Emotional development is interrelated with both physical and intellectual development. As various hormones are released at uneven rates during puberty, temporary chemical imbalances occur. Many of the stormy emotions of young adolescence can be attributed to this imbalance (Caissy, 1994). The physical changes already described in this chapter are enough to cause emotions to occasionally go haywire. Imagine going from 4 feet 11 inches to 5 feet 8 inches in the three short summer months between seventh and eighth grade. Or consider the creamy, smooth complexion that becomes embarrassingly blemished during first semester of the seventh grade. How about the unpredictable erections that occur while finding the surface area of a cylinder or discussing the merits of the Panama Canal? The list of physical changes that can provoke emotional responses could go on and on, with each of us adding our own personal traumas. Be keenly aware that each time you are in a classroom of 25 middle grades students in the process of becoming, there are potentially 25 cases of moodiness and insecurity and emotional distress in there with you. Dealing with the physical changes taking place in their bodies is a persistent emotional challenge for young adolescents.

Emotional development is also entangled with intellectual development in ways we are just now beginning to understand and document. Brain researchers tell us that emotions strongly influence our ability to pay attention and retain information (Wolfe, 2001). The implications of this for the way we approach teaching and learning are tremendous. Williams (1996) indicates that emotional and psychological concerns can impede academics unless middle school teachers know how to work with these factors and channel concerns into productive results by understanding the context of the student’s world. “The affective side of learning is the critical interplay between how we feel, act, and think. There is no separation of mind and emotions; emotions, thinking, and learning are all linked” (Jensen, 1998, p. 71).

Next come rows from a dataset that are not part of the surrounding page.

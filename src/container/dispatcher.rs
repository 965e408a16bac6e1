use std::collections::HashMap;
use std::future::Future;
use std::sync::Arc;
use std::time::Duration;

use futures::future::join_all;
use tokio::sync::{OwnedSemaphorePermit, Semaphore};
use tokio::task::{JoinError, JoinHandle};
use tracing::{debug, error, warn};

use super::config::{ListenerMode, QueueEndpoint};
use crate::acknowledgment::AcknowledgmentManager;
use crate::errors::SqsListenerError;
use crate::handler::{HandlerResolver, PayloadType};
use crate::message::{InFlightMessage, Outcome};

/// Bounded worker pool of one endpoint.
///
/// Every unit of work (a message, a FIFO message group or a batch) holds one
/// worker permit from submission until its acknowledgment has been applied.
/// Submitting waits for a free permit.
#[derive(Clone)]
pub struct Dispatcher {
    endpoint: Arc<QueueEndpoint>,
    resolver: Arc<HandlerResolver>,
    acknowledgments: AcknowledgmentManager,
    permits: Arc<Semaphore>,
    concurrency_limit: usize,
}

impl Dispatcher {
    pub fn new(endpoint: Arc<QueueEndpoint>, resolver: Arc<HandlerResolver>) -> Self {
        let concurrency_limit = endpoint.concurrency_limit();
        Dispatcher {
            acknowledgments: AcknowledgmentManager::from_options(endpoint.options()),
            permits: Arc::new(Semaphore::new(concurrency_limit)),
            endpoint,
            resolver,
            concurrency_limit,
        }
    }

    pub fn endpoint(&self) -> &Arc<QueueEndpoint> {
        &self.endpoint
    }

    pub fn concurrency_limit(&self) -> usize {
        self.concurrency_limit
    }

    /// Number of units currently holding a worker permit.
    pub fn in_flight(&self) -> usize {
        self.concurrency_limit
            .saturating_sub(self.permits.available_permits())
    }

    /// Resolves once at least one worker permit is free.
    pub async fn wait_for_capacity(&self) {
        // Only the poll loop acquires permits, so a free permit stays free until
        // the next submission.
        let _ = self.permits.acquire().await;
    }

    /// Dispatches a received batch according to the endpoint's listener mode.
    ///
    /// Returns the number of submitted units. Completion is observed through
    /// [`Dispatcher::drain`].
    pub async fn dispatch(
        &self,
        messages: Vec<InFlightMessage>,
    ) -> Result<usize, SqsListenerError> {
        if messages.is_empty() {
            return Ok(0);
        }
        if self.endpoint.options().listener_mode == ListenerMode::Batch {
            self.submit_batch(messages).await?;
            return Ok(1);
        }
        if !self.endpoint.is_fifo() {
            let count = messages.len();
            for message in messages {
                self.submit(message).await?;
            }
            return Ok(count);
        }

        let (groups, ungrouped) = group_by_message_group(messages);
        let count = groups.len() + ungrouped.len();
        for group in groups {
            self.submit_group(group).await?;
        }
        for message in ungrouped {
            self.submit(message).await?;
        }
        Ok(count)
    }

    /// Processes one message on its own worker.
    pub async fn submit(
        &self,
        message: InFlightMessage,
    ) -> Result<JoinHandle<Outcome>, SqsListenerError> {
        let permit = self.acquire().await?;
        let worker = self.clone();
        Ok(tokio::spawn(async move {
            let _permit = permit;
            worker.process(message).await
        }))
    }

    /// Processes messages one after another on a single worker, in order.
    ///
    /// The first message that fails or times out stops the group: the messages
    /// after it are not handled and come back as [`Outcome::Skipped`], left on the
    /// queue for redelivery.
    pub async fn submit_group(
        &self,
        messages: Vec<InFlightMessage>,
    ) -> Result<JoinHandle<Vec<Outcome>>, SqsListenerError> {
        let permit = self.acquire().await?;
        let worker = self.clone();
        Ok(tokio::spawn(async move {
            let _permit = permit;
            worker.process_group(messages).await
        }))
    }

    /// Hands a whole batch to batch handlers, grouped by payload type.
    ///
    /// Each group's outcome applies to every message in the group. Outcomes are
    /// returned in the order of `messages`.
    pub async fn submit_batch(
        &self,
        messages: Vec<InFlightMessage>,
    ) -> Result<JoinHandle<Vec<Outcome>>, SqsListenerError> {
        let permit = self.acquire().await?;
        let worker = self.clone();
        Ok(tokio::spawn(async move {
            let _permit = permit;
            worker.process_batch(messages).await
        }))
    }

    /// Waits until every permit is returned. Returns `false` if work is still in
    /// flight when `timeout` elapses.
    pub async fn drain(&self, timeout: Duration) -> bool {
        let all = u32::try_from(self.concurrency_limit).unwrap_or(u32::MAX);
        match tokio::time::timeout(timeout, self.permits.acquire_many(all)).await {
            Ok(Ok(_)) => true,
            Ok(Err(_)) => self.in_flight() == 0,
            Err(_) => false,
        }
    }

    /// Rejects further submissions with [`SqsListenerError::DispatcherClosed`].
    /// Work already submitted runs to completion.
    pub fn close(&self) {
        self.permits.close();
    }

    pub fn is_closed(&self) -> bool {
        self.permits.is_closed()
    }

    /// A dispatcher for the same endpoint with a fresh worker pool.
    pub(crate) fn reopen(&self) -> Dispatcher {
        Dispatcher::new(Arc::clone(&self.endpoint), Arc::clone(&self.resolver))
    }

    async fn acquire(&self) -> Result<OwnedSemaphorePermit, SqsListenerError> {
        Arc::clone(&self.permits)
            .acquire_owned()
            .await
            .map_err(|_| SqsListenerError::DispatcherClosed(self.endpoint.name().to_string()))
    }

    fn payload_type_of(&self, message: &InFlightMessage) -> PayloadType {
        self.resolver
            .payload_type_of(message.raw(), &self.endpoint.options().payload_type_attribute)
    }

    async fn process(&self, mut message: InFlightMessage) -> Outcome {
        let payload_type = self.payload_type_of(&message);
        message.set_payload_type(payload_type);

        let outcome = match self.resolver.resolve(payload_type) {
            Ok(handler) => {
                let view = message.to_message();
                self.run_handler(message.message_id(), async move { handler.handle(view).await })
                    .await
            }
            Err(e) => {
                error!(
                    queue = %self.endpoint.name(),
                    message_id = %message.message_id(),
                    error = %e,
                    "Cannot dispatch message"
                );
                Outcome::Failed
            }
        };

        message.set_outcome(outcome);
        self.acknowledgments.acknowledge(&message, outcome).await;
        outcome
    }

    async fn process_group(&self, messages: Vec<InFlightMessage>) -> Vec<Outcome> {
        let mut outcomes = Vec::with_capacity(messages.len());
        let mut messages = messages.into_iter();

        while let Some(message) = messages.next() {
            let message_id = message.message_id().to_string();
            let group_id = message.raw().message_group_id().map(str::to_string);
            let outcome = self.process(message).await;
            outcomes.push(outcome);
            if matches!(outcome, Outcome::Failed | Outcome::TimedOut) {
                let skipped = messages.len();
                if skipped > 0 {
                    warn!(
                        queue = %self.endpoint.name(),
                        message_group_id = ?group_id,
                        message_id = %message_id,
                        skipped,
                        "Message group stopped after a failure, leaving the rest for redelivery"
                    );
                }
                for mut message in messages.by_ref() {
                    message.set_outcome(Outcome::Skipped);
                    self.acknowledgments
                        .acknowledge(&message, Outcome::Skipped)
                        .await;
                    outcomes.push(Outcome::Skipped);
                }
            }
        }
        outcomes
    }

    async fn process_batch(&self, mut messages: Vec<InFlightMessage>) -> Vec<Outcome> {
        let mut groups: Vec<(PayloadType, Vec<usize>)> = Vec::new();
        for (index, message) in messages.iter_mut().enumerate() {
            let payload_type = self.payload_type_of(message);
            message.set_payload_type(payload_type);
            match groups.iter_mut().find(|(group_type, _)| *group_type == payload_type) {
                Some((_, indices)) => indices.push(index),
                None => groups.push((payload_type, vec![index])),
            }
        }

        let mut outcomes = vec![Outcome::Pending; messages.len()];
        for (payload_type, indices) in groups {
            let first_id = messages[indices[0]].message_id().to_string();
            let outcome = match self.resolver.resolve_batch(payload_type) {
                Ok(handler) => {
                    let views: Vec<_> = indices.iter().map(|&i| messages[i].to_message()).collect();
                    debug!(
                        queue = %self.endpoint.name(),
                        payload_type = %payload_type,
                        size = indices.len(),
                        "Dispatching batch"
                    );
                    self.run_handler(&first_id, async move { handler.handle_batch(views).await })
                        .await
                }
                Err(e) => {
                    error!(
                        queue = %self.endpoint.name(),
                        payload_type = %payload_type,
                        error = %e,
                        "Cannot dispatch batch"
                    );
                    Outcome::Failed
                }
            };
            for &index in &indices {
                messages[index].set_outcome(outcome);
                outcomes[index] = outcome;
            }
        }

        join_all(
            messages
                .iter()
                .map(|message| self.acknowledgments.acknowledge(message, message.outcome())),
        )
        .await;
        outcomes
    }

    /// Runs a handler invocation on its own task and maps the result to an outcome.
    ///
    /// A timed out invocation is detached, not cancelled: it keeps running and its
    /// result is discarded.
    async fn run_handler<F>(&self, message_id: &str, invocation: F) -> Outcome
    where
        F: Future<Output = Result<(), SqsListenerError>> + Send + 'static,
    {
        let mut task = tokio::spawn(invocation);

        let joined = match self.endpoint.options().handler_timeout() {
            Some(limit) => match tokio::time::timeout(limit, &mut task).await {
                Ok(joined) => joined,
                Err(_) => {
                    warn!(
                        queue = %self.endpoint.name(),
                        message_id = %message_id,
                        timeout_ms = limit.as_millis() as u64,
                        "Handler timed out, detaching it"
                    );
                    return Outcome::TimedOut;
                }
            },
            None => task.await,
        };

        match joined {
            Ok(Ok(())) => Outcome::Succeeded,
            Ok(Err(e)) => {
                warn!(
                    queue = %self.endpoint.name(),
                    message_id = %message_id,
                    error = %e,
                    "Handler failed"
                );
                Outcome::Failed
            }
            Err(join_error) => {
                let error = SqsListenerError::HandlerInvocation {
                    message_id: message_id.to_string(),
                    reason: describe_join_error(join_error),
                };
                error!(queue = %self.endpoint.name(), error = %error, "Handler task failed");
                Outcome::Failed
            }
        }
    }
}

fn describe_join_error(error: JoinError) -> String {
    if !error.is_panic() {
        return error.to_string();
    }
    let panic = error.into_panic();
    panic
        .downcast_ref::<String>()
        .map(String::as_str)
        .or_else(|| panic.downcast_ref::<&str>().copied())
        .unwrap_or("unknown panic")
        .to_string()
}

/// Splits a FIFO batch into message groups in order of first appearance. Messages
/// without a group id are returned separately.
fn group_by_message_group(
    messages: Vec<InFlightMessage>,
) -> (Vec<Vec<InFlightMessage>>, Vec<InFlightMessage>) {
    let mut positions: HashMap<String, usize> = HashMap::new();
    let mut groups: Vec<Vec<InFlightMessage>> = Vec::new();
    let mut ungrouped = Vec::new();

    for message in messages {
        let Some(group_id) = message.raw().message_group_id().map(str::to_string) else {
            ungrouped.push(message);
            continue;
        };
        match positions.get(&group_id) {
            Some(&position) => groups[position].push(message),
            None => {
                positions.insert(group_id, groups.len());
                groups.push(vec![message]);
            }
        }
    }
    (groups, ungrouped)
}

impl std::fmt::Debug for Dispatcher {
    fn fmt(&self, f: &mut std::fmt::Formatter<'_>) -> std::fmt::Result {
        f.debug_struct("Dispatcher")
            .field("queue", &self.endpoint.name())
            .field("concurrency_limit", &self.concurrency_limit)
            .field("in_flight", &self.in_flight())
            .finish()
    }
}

Middle grades students worry about almost everything. Their fears have changed from those of childhood to concerns about social and appearance issues. “Do I fit in? Do my jeans look like everybody else’s? Is my hair right? Will they want me to sit with them at lunch? Did he notice my braces? Will I be in the ‘right’ group on the field trip?” It’s a list that could go on forever. Worry, fear, and anxiety are common emotions of young adolescence. From an adult perspective, the sources of these negative emotions may seem trivial, but remember that perceptions form realities. To middle grades students, their worries are legitimate and quite real. To try to convince them otherwise is futile and potentially harmful. If we denigrate their concerns, we are, in fact, denigrating them and adding to their anxieties and uncertainties. Our responses should be tempered with understanding and the absence of judgmental attitudes. When a 12-year-old girl is crying because she found uncomplimentary notes written about her by kids she considered friends, the last thing she wants to hear is “It’s no big deal, you’ll find new friends.” Instead, we should acknowledge that she is hurt. The gift of an understanding ear will allow her to express her feelings and know that someone cares. It won’t take away the hurt, but it will legitimize her emotions and give her the opportunity to work through the grief of the moment.